TO DO - What you give back must match the records below exactly.

(Stored items)
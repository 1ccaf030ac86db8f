//! Daemon settings

use std::path::{Path, PathBuf};

use anyhow::Context;
use led_mux::ManagerConfig;
use serde::{Deserialize, Serialize};

/// Default log filter covering every crate in the workspace
pub const DEFAULT_LOG_FILTER: &str =
    "led_daemon=info,led_protocol=info,led_registry=info,led_mux=info,led_sim=info";

/// Daemon settings
#[derive(Debug, Clone, Serialize, Deserialize, PartialEq)]
#[serde(default)]
pub struct Settings {
    /// Registry JSON file; relative paths resolve against the config dir
    pub registry_path: PathBuf,
    /// `EnvFilter` directives used when `RUST_LOG` is unset
    pub log_filter: String,
    /// Manager timings and queue sizes
    pub manager: ManagerConfig,
}

impl Default for Settings {
    fn default() -> Self {
        Self {
            registry_path: PathBuf::from("registry.json"),
            log_filter: DEFAULT_LOG_FILTER.to_string(),
            manager: ManagerConfig::default(),
        }
    }
}

impl Settings {
    /// Get the XDG config directory for the daemon
    /// Uses $XDG_CONFIG_HOME/led-daemon, falls back to ~/.config/led-daemon
    pub fn config_dir() -> Option<PathBuf> {
        if let Ok(xdg_config) = std::env::var("XDG_CONFIG_HOME") {
            let path = PathBuf::from(xdg_config);
            if path.is_absolute() {
                return Some(path.join("led-daemon"));
            }
        }
        dirs::home_dir().map(|h| h.join(".config").join("led-daemon"))
    }

    pub fn default_path() -> Option<PathBuf> {
        Self::config_dir().map(|p| p.join("settings.json"))
    }

    /// Load settings from `path`; a missing file yields defaults
    pub fn load_from(path: &Path) -> anyhow::Result<Self> {
        let text = match std::fs::read_to_string(path) {
            Ok(text) => text,
            Err(e) if e.kind() == std::io::ErrorKind::NotFound => {
                tracing::debug!("No settings at {}, using defaults", path.display());
                return Ok(Self::default());
            }
            Err(e) => {
                return Err(e).with_context(|| format!("Failed to read settings {}", path.display()))
            }
        };
        serde_json::from_str(&text).with_context(|| format!("Invalid settings in {}", path.display()))
    }

    /// Write settings to `path`, creating parent directories
    pub fn save_to(&self, path: &Path) -> anyhow::Result<()> {
        if let Some(parent) = path.parent() {
            std::fs::create_dir_all(parent)
                .with_context(|| format!("Failed to create {}", parent.display()))?;
        }
        let json = serde_json::to_string_pretty(self)?;
        std::fs::write(path, json).with_context(|| format!("Failed to write {}", path.display()))
    }

    /// Resolve the registry path relative to the directory holding the settings
    pub fn resolved_registry_path(&self, settings_path: Option<&Path>) -> PathBuf {
        if self.registry_path.is_absolute() {
            return self.registry_path.clone();
        }
        match settings_path.and_then(Path::parent) {
            Some(dir) => dir.join(&self.registry_path),
            None => self.registry_path.clone(),
        }
    }
}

PROBLEM SOLUTION -
repository 1ccaf030ac86db8f
//! Daemon settings

use std::path::{Path, PathBuf};

use anyhow::Context;
use led_mux::ManagerConfig;
use serde::{Deserialize, Serialize};

/// Default log filter covering every crate in the workspace
pub const DEFAULT_LOG_FILTER: &str =
    "led_daemon=info,led_protocol=info,led_registry=info,led_mux=info,led_sim=info";

/// Daemon settings
#[derive(Debug, Clone, Serialize, Deserialize, PartialEq)]
#[serde(default)]
pub struct Settings {
    /// Registry JSON file; relative paths resolve against the config dir
    pub registry_path: PathBuf,
    /// `EnvFilter` directives used when `RUST_LOG` is unset
    pub log_filter: String,
    /// Manager timings and queue sizes
    pub manager: ManagerConfig,
}

impl Default for Settings {
    fn default() -> Self {
        Self {
            registry_path: PathBuf::from("registry.json"),
            log_filter: DEFAULT_LOG_FILTER.to_string(),
            manager: ManagerConfig::default(),
        }
    }
}

impl Settings {
    /// Get the XDG config directory for the daemon
    /// Uses $XDG_CONFIG_HOME/led-daemon, falls back to ~/.config/led-daemon
    pub fn config_dir() -> Option<PathBuf> {
        if let Ok(xdg_config) = std::env::var("XDG_CONFIG_HOME") {
            let path = PathBuf::from(xdg_config);
            if path.is_absolute() {
                return Some(path.join("led-daemon"));
            }
        }
        dirs::home_dir().map(|h| h.join(".config").join("led-daemon"))
    }

    pub fn default_path() -> Option<PathBuf> {
        Self::config_dir().map(|p| p.join("settings.json"))
    }

    /// Load settings from `path`; a missing file yields defaults
    pub fn load_from(path: &Path) -> anyhow::Result<Self> {
        let text = match std::fs::read_to_string(path) {
            Ok(text) => text,
            Err(e) if e.kind() == std::io::ErrorKind::NotFound => {
                tracing::debug!("No settings at {}, using defaults", path.display());
                return Ok(Self::default());
            }
            Err(e) => {
                return Err(e).with_context(|| format!("Failed to read settings {}", path.display()))
            }
        };
        serde_json::from_str(&text).with_context(|| format!("Invalid settings in {}", path.display()))
    }

    /// Write settings to `path`, creating parent directories
    pub fn save_to(&self, path: &Path) -> anyhow::Result<()> {
        if let Some(parent) = path.parent() {
            std::fs::create_dir_all(parent)
                .with_context(|| format!("Failed to create {}", parent.display()))?;
        }
        let json = serde_json::to_string_pretty(self)?;
        std::fs::write(path, json).with_context(|| format!("Failed to write {}", path.display()))
    }

    /// Resolve the registry path relative to the directory holding the settings
    pub fn resolved_registry_path(&self, settings_path: Option<&Path>) -> PathBuf {
        if self.registry_path.is_absolute() {
            return self.registry_path.clone();
        }
        match settings_path.and_then(Path::parent) {
            Some(dir) => dir.join(&self.registry_path),
            None => self.registry_path.clone(),
        }
    }
}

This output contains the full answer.